Red Cells and Erythropoiesis, Structure and Function, Metabolism, and Survival, Excluding Iron
Program: Oral and Poster Abstracts
Session: 101. Red Cells and Erythropoiesis, Structure and Function, Metabolism, and Survival, Excluding Iron: Poster I
Saturday, December 5, 2015, 5:30 PM-7:30 PM
Hall A, Level 2 (Orange County Convention Center)

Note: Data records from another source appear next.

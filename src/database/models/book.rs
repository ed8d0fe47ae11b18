use chrono::{DateTime, Utc};
use serde::{Deserialize, Serialize};
use sqlx::FromRow;

#[derive(Debug, Clone, Serialize, Deserialize, FromRow)]
pub struct Book {
    pub id: i64,
    pub tenant_id: i64,
    pub title: String,
    pub description: String,
    pub language: String,
    pub created_at: DateTime<Utc>,
}

#[derive(Debug, Clone, Serialize, Deserialize, FromRow)]
pub struct Chapter {
    pub id: i64,
    pub book_id: i64,
    pub title: String,
    pub number: i32,
    pub juz: Option<i32>,
}

#[derive(Debug, Clone, Serialize, Deserialize, FromRow)]
pub struct Verse {
    pub id: i64,
    pub chapter_id: i64,
    pub number: i32,
    pub text: String,
    pub translation: String,
}
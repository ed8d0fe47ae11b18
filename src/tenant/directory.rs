//! Durable registry of tenants.
//!
//! The resolver only ever reads from a [`TenantDirectory`]. Writes
//! (`create_or_get`, `set_active`) belong to administrative provisioning.

use async_trait::async_trait;
use chrono::Utc;
use sqlx::PgPool;
use std::sync::RwLock;

use crate::database::manager::DatabaseError;
use crate::database::models::Tenant;

const TENANT_COLUMNS: &str = "id, name, domain, is_active, created_at";

/// Lookup and provisioning operations over the tenant registry.
///
/// Lookups return tenants regardless of `is_active`; callers decide what an
/// inactive tenant means for them.
#[async_trait]
pub trait TenantDirectory: Send + Sync {
    async fn find_by_id(&self, id: i64) -> Result<Option<Tenant>, DatabaseError>;

    /// Exact, case-sensitive match on `domain`.
    async fn find_by_domain(&self, domain: &str) -> Result<Option<Tenant>, DatabaseError>;

    /// Return the tenant owning `domain`, creating an active one if none exists.
    /// The boolean is `true` only when a new row was inserted.
    async fn create_or_get(&self, name: &str, domain: &str) -> Result<(Tenant, bool), DatabaseError>;

    async fn list(&self) -> Result<Vec<Tenant>, DatabaseError>;

    /// Flip the active flag. Returns the updated tenant, or `None` for an unknown domain.
    async fn set_active(&self, domain: &str, active: bool) -> Result<Option<Tenant>, DatabaseError>;
}

/// PostgreSQL-backed directory over the `tenants` table.
#[derive(Clone)]
pub struct PgTenantDirectory {
    pool: PgPool,
}

impl PgTenantDirectory {
    pub fn new(pool: PgPool) -> Self {
        Self { pool }
    }
}

#[async_trait]
impl TenantDirectory for PgTenantDirectory {
    async fn find_by_id(&self, id: i64) -> Result<Option<Tenant>, DatabaseError> {
        let sql = format!("SELECT {} FROM tenants WHERE id = $1", TENANT_COLUMNS);
        let tenant = sqlx::query_as::<_, Tenant>(&sql)
            .bind(id)
            .fetch_optional(&self.pool)
            .await?;
        Ok(tenant)
    }

    async fn find_by_domain(&self, domain: &str) -> Result<Option<Tenant>, DatabaseError> {
        let sql = format!("SELECT {} FROM tenants WHERE domain = $1", TENANT_COLUMNS);
        let tenant = sqlx::query_as::<_, Tenant>(&sql)
            .bind(domain)
            .fetch_optional(&self.pool)
            .await?;
        Ok(tenant)
    }

    async fn create_or_get(&self, name: &str, domain: &str) -> Result<(Tenant, bool), DatabaseError> {
        // ON CONFLICT on domain only: a clashing name still surfaces as a unique violation
        let insert = format!(
            "INSERT INTO tenants (name, domain, is_active) VALUES ($1, $2, TRUE)
             ON CONFLICT (domain) DO NOTHING
             RETURNING {}",
            TENANT_COLUMNS
        );
        let created = sqlx::query_as::<_, Tenant>(&insert)
            .bind(name)
            .bind(domain)
            .fetch_optional(&self.pool)
            .await?;

        if let Some(tenant) = created {
            return Ok((tenant, true));
        }

        let existing = self
            .find_by_domain(domain)
            .await?
            .ok_or_else(|| DatabaseError::NotFound(format!("tenant with domain '{}'", domain)))?;
        Ok((existing, false))
    }

    async fn list(&self) -> Result<Vec<Tenant>, DatabaseError> {
        let sql = format!("SELECT {} FROM tenants ORDER BY id", TENANT_COLUMNS);
        let tenants = sqlx::query_as::<_, Tenant>(&sql).fetch_all(&self.pool).await?;
        Ok(tenants)
    }

    async fn set_active(&self, domain: &str, active: bool) -> Result<Option<Tenant>, DatabaseError> {
        let sql = format!(
            "UPDATE tenants SET is_active = $2 WHERE domain = $1 RETURNING {}",
            TENANT_COLUMNS
        );
        let tenant = sqlx::query_as::<_, Tenant>(&sql)
            .bind(domain)
            .bind(active)
            .fetch_optional(&self.pool)
            .await?;
        Ok(tenant)
    }
}

/// Process-local directory. Backs the test suites and single-node demos.
#[derive(Default)]
pub struct MemoryTenantDirectory {
    tenants: RwLock<Vec<Tenant>>,
}

impl MemoryTenantDirectory {
    pub fn new() -> Self {
        Self::default()
    }

    /// Insert a tenant with an explicit active flag, bypassing idempotence.
    pub fn insert(&self, name: &str, domain: &str, is_active: bool) -> Result<Tenant, DatabaseError> {
        let mut tenants = self
            .tenants
            .write()
            .map_err(|_| DatabaseError::QueryError("tenant directory lock poisoned".to_string()))?;

        if tenants.iter().any(|t| t.domain == domain) {
            return Err(DatabaseError::Conflict(format!("domain '{}' already registered", domain)));
        }
        if tenants.iter().any(|t| t.name == name) {
            return Err(DatabaseError::Conflict(format!("name '{}' already registered", name)));
        }

        let tenant = Tenant {
            id: tenants.iter().map(|t| t.id).max().unwrap_or(0) + 1,
            name: name.to_string(),
            domain: domain.to_string(),
            is_active,
            created_at: Utc::now(),
        };
        tenants.push(tenant.clone());
        Ok(tenant)
    }

    fn read(&self) -> Result<std::sync::RwLockReadGuard<'_, Vec<Tenant>>, DatabaseError> {
        self.tenants
            .read()
            .map_err(|_| DatabaseError::QueryError("tenant directory lock poisoned".to_string()))
    }
}

#[async_trait]
impl TenantDirectory for MemoryTenantDirectory {
    async fn find_by_id(&self, id: i64) -> Result<Option<Tenant>, DatabaseError> {
        Ok(self.read()?.iter().find(|t| t.id == id).cloned())
    }

    async fn find_by_domain(&self, domain: &str) -> Result<Option<Tenant>, DatabaseError> {
        Ok(self.read()?.iter().find(|t| t.domain == domain).cloned())
    }

    async fn create_or_get(&self, name: &str, domain: &str) -> Result<(Tenant, bool), DatabaseError> {
        if let Some(existing) = self.find_by_domain(domain).await? {
            return Ok((existing, false));
        }
        let tenant = self.insert(name, domain, true)?;
        Ok((tenant, true))
    }

    async fn list(&self) -> Result<Vec<Tenant>, DatabaseError> {
        Ok(self.read()?.clone())
    }

    async fn set_active(&self, domain: &str, active: bool) -> Result<Option<Tenant>, DatabaseError> {
        let mut tenants = self
            .tenants
            .write()
            .map_err(|_| DatabaseError::QueryError("tenant directory lock poisoned".to_string()))?;
        Ok(tenants.iter_mut().find(|t| t.domain == domain).map(|t| {
            t.is_active = active;
            t.clone()
        }))
    }
}
// handlers/mod.rs - HTTP handlers, grouped by resource
//
// Handlers stay thin: extract, call a service with the request's TenantScope,
// wrap the result in ApiResponse. Routing lives in server.rs.

pub mod audio;
pub mod auth;
pub mod catalog;
pub mod library;
pub mod system;
#![allow(dead_code)]

use std::sync::Arc;
use std::time::{Duration, Instant};

use anyhow::{Context, Result};
use axum::{
    body::Body,
    http::{Request, StatusCode},
    Router,
};
use lectern_api::auth::{encode_token, Claims};
use lectern_api::config::{config, DatabaseConfig, TenancyConfig};
use lectern_api::database::models::Tenant;
use lectern_api::database::{ensure_schema, DatabaseManager};
use lectern_api::tenant::{MemoryTenantDirectory, PgTenantDirectory, TenantDirectory};
use lectern_api::{app, AppState};
use serde_json::Value;
use sqlx::PgPool;
use tower::ServiceExt;

/// Tenants every test router starts with.
pub struct Fixture {
    pub acme: Tenant,
    pub globex: Tenant,
    pub dormant: Tenant,
}

/// Router over an in-memory tenant directory and a pool that never connects.
///
/// Only paths that finish before touching the database are meaningful here:
/// tenant resolution, scope refusals, validation, auth checks.
pub fn test_app(allow_query_param: bool) -> Result<(Router, Fixture)> {
    let pool = DatabaseManager::connect_lazy(&DatabaseConfig {
        url: "postgres://lectern@127.0.0.1:1/unreachable".into(),
        max_connections: 1,
        connection_timeout: 1,
    })?;

    let directory = MemoryTenantDirectory::new();
    let fixture = Fixture {
        acme: directory.insert("Acme", "acme", true)?,
        globex: directory.insert("Globex", "globex", true)?,
        dormant: directory.insert("Dormant", "dormant", false)?,
    };

    let state = AppState::new(pool, Arc::new(directory), &TenancyConfig { allow_query_param });
    Ok((app(state), fixture))
}

/// Router over a live PostgreSQL database, or `None` when `DATABASE_URL` is unset.
pub struct DbApp {
    pub router: Router,
    pub pool: PgPool,
    pub directory: Arc<PgTenantDirectory>,
}

pub async fn db_app() -> Result<Option<DbApp>> {
    let _ = dotenvy::dotenv();
    let Ok(url) = std::env::var("DATABASE_URL") else {
        eprintln!("DATABASE_URL not set, skipping database test");
        return Ok(None);
    };

    let pool = DatabaseManager::connect(&DatabaseConfig {
        url,
        max_connections: 5,
        connection_timeout: 5,
    })
    .await?;
    ensure_schema(&pool).await?;

    let directory = Arc::new(PgTenantDirectory::new(pool.clone()));
    let state = AppState::new(pool.clone(), directory.clone(), &TenancyConfig { allow_query_param: true });
    Ok(Some(DbApp {
        router: app(state),
        pool,
        directory,
    }))
}

/// Provision an active tenant whose name and domain no other run will reuse.
pub async fn fresh_tenant(directory: &PgTenantDirectory, label: &str) -> Result<Tenant> {
    let suffix = uuid::Uuid::new_v4().simple().to_string();
    let domain = format!("{}-{}", label, &suffix[..12]);
    let (tenant, _) = directory.create_or_get(&domain.to_uppercase(), &domain).await?;
    Ok(tenant)
}

/// Drive one request through the router and decode the JSON body.
pub async fn send(router: &Router, request: Request<Body>) -> Result<(StatusCode, Value)> {
    let response = router.clone().oneshot(request).await?;
    let status = response.status();
    let bytes = axum::body::to_bytes(response.into_body(), usize::MAX).await?;
    let body = if bytes.is_empty() {
        Value::Null
    } else {
        serde_json::from_slice(&bytes).with_context(|| format!("non-JSON body: {:?}", bytes))?
    };
    Ok((status, body))
}

pub fn get(uri: &str, headers: &[(&str, &str)]) -> Request<Body> {
    let mut builder = Request::builder().method("GET").uri(uri);
    for (name, value) in headers {
        builder = builder.header(*name, *value);
    }
    builder.body(Body::empty()).expect("valid request")
}

pub fn post_json(uri: &str, headers: &[(&str, &str)], body: Value) -> Request<Body> {
    let mut builder = Request::builder()
        .method("POST")
        .uri(uri)
        .header("content-type", "application/json");
    for (name, value) in headers {
        builder = builder.header(*name, *value);
    }
    builder.body(Body::from(body.to_string())).expect("valid request")
}

pub fn put_json(uri: &str, headers: &[(&str, &str)], body: Value) -> Request<Body> {
    let mut builder = Request::builder()
        .method("PUT")
        .uri(uri)
        .header("content-type", "application/json");
    for (name, value) in headers {
        builder = builder.header(*name, *value);
    }
    builder.body(Body::from(body.to_string())).expect("valid request")
}

pub fn delete(uri: &str, headers: &[(&str, &str)]) -> Request<Body> {
    let mut builder = Request::builder().method("DELETE").uri(uri);
    for (name, value) in headers {
        builder = builder.header(*name, *value);
    }
    builder.body(Body::empty()).expect("valid request")
}

/// Bearer token signed with the configured secret.
pub fn bearer_for(user_id: i64, tenant_id: i64) -> String {
    let claims = Claims::new(user_id, "reader".into(), tenant_id);
    let token = encode_token(&claims, &config().security.jwt_secret).expect("token");
    format!("Bearer {}", token)
}

/// The full app served over a real socket on a free port.
pub struct TestServer {
    pub port: u16,
    pub base_url: String,
    pub fixture: Fixture,
}

impl TestServer {
    pub async fn spawn() -> Result<Self> {
        let port = portpicker::pick_unused_port().context("failed to pick free port")?;
        let base_url = format!("http://127.0.0.1:{}", port);

        let (router, fixture) = test_app(true)?;
        let listener = tokio::net::TcpListener::bind(("127.0.0.1", port)).await?;
        tokio::spawn(async move {
            let _ = axum::serve(listener, router).await;
        });

        let server = Self { port, base_url, fixture };
        server.wait_ready(Duration::from_secs(10)).await?;
        Ok(server)
    }

    async fn wait_ready(&self, timeout: Duration) -> Result<()> {
        let client = reqwest::Client::new();
        let deadline = Instant::now() + timeout;
        while Instant::now() < deadline {
            if let Ok(resp) = client.get(format!("{}/", self.base_url)).send().await {
                if resp.status() == reqwest::StatusCode::OK {
                    return Ok(());
                }
            }
            tokio::time::sleep(Duration::from_millis(50)).await;
        }
        anyhow::bail!("server did not become ready on {} within {:?}", self.base_url, timeout)
    }
}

Adelina Sergueeva, MD1*, Galina Miasnikova, MD2*, Ekaterina Lisina, MD3*, Mehdi Nouraie, MD, PhD4, Sergei A. Nekhai, PhD5, Tatiana Ammosova, PhD5*, Josef T. Prchal, M.D.6, Xu Zhang, PhD7* and Victor R. Gordeuk, MD7

1Cheboksary Children's Hospital, Cheboksary, Russia
2Chuvash Republic Clinical Hospital, Cheboksary, Russia
3Northwestern Federal Medical Research Center, St. Petersburg, Russia
4Center For Sickle Cell Disease, Howard University, Washington, DC
5Center for Sickle Cell Disease, Howard University, Washington, DC
6Division of Hematology, University of Utah, Salt Lake City, UT
7Comprehensive Sickle Cell Center, Section of Hematology/Oncology, Department of Medicine, University of Illinois at Chicago, Chicago, IL

Background: In Chuvash polycythemia (CP) (Problemi Gematologii I Perelivaniya Krovi 1974, 10:30), impaired degradation of hypoxia inducible factor (HIF)-1α and HIF-2α from a homozygous germline VHLR200W mutation leads to augmented hypoxic responses during normoxia (Nat Genet 2002, 32:614). In addition to elevated hematocrit, CP is marked by leg varices, benign vertebral hemangiomas, decreased systemic blood pressure, increased systolic pulmonary artery pressure, and by the defining phenotypes of thrombosis and early mortality (Blood 2004, 103:3924; Haematologica 2012, 97:193).  There is no effective therapy. While phlebotomy has been recommended for idiopathic polycythemia by the British Committee for Standards in Haematology (Br J Haematol 2005, 130:174) and is administered to some CP patients, its benefits are unknown. Phlebotomy-induced iron deficiency inhibits PHD2 enzyme, the principal negative regulator of HIFs, which further augments hypoxic responses. This affects the transcription of many genes (BCMD 2014, 52:35).  Hypoxia-regulated IRAK1 is augmented in inflammation and may promote thrombosis (Circ Res. 2013, 112:103).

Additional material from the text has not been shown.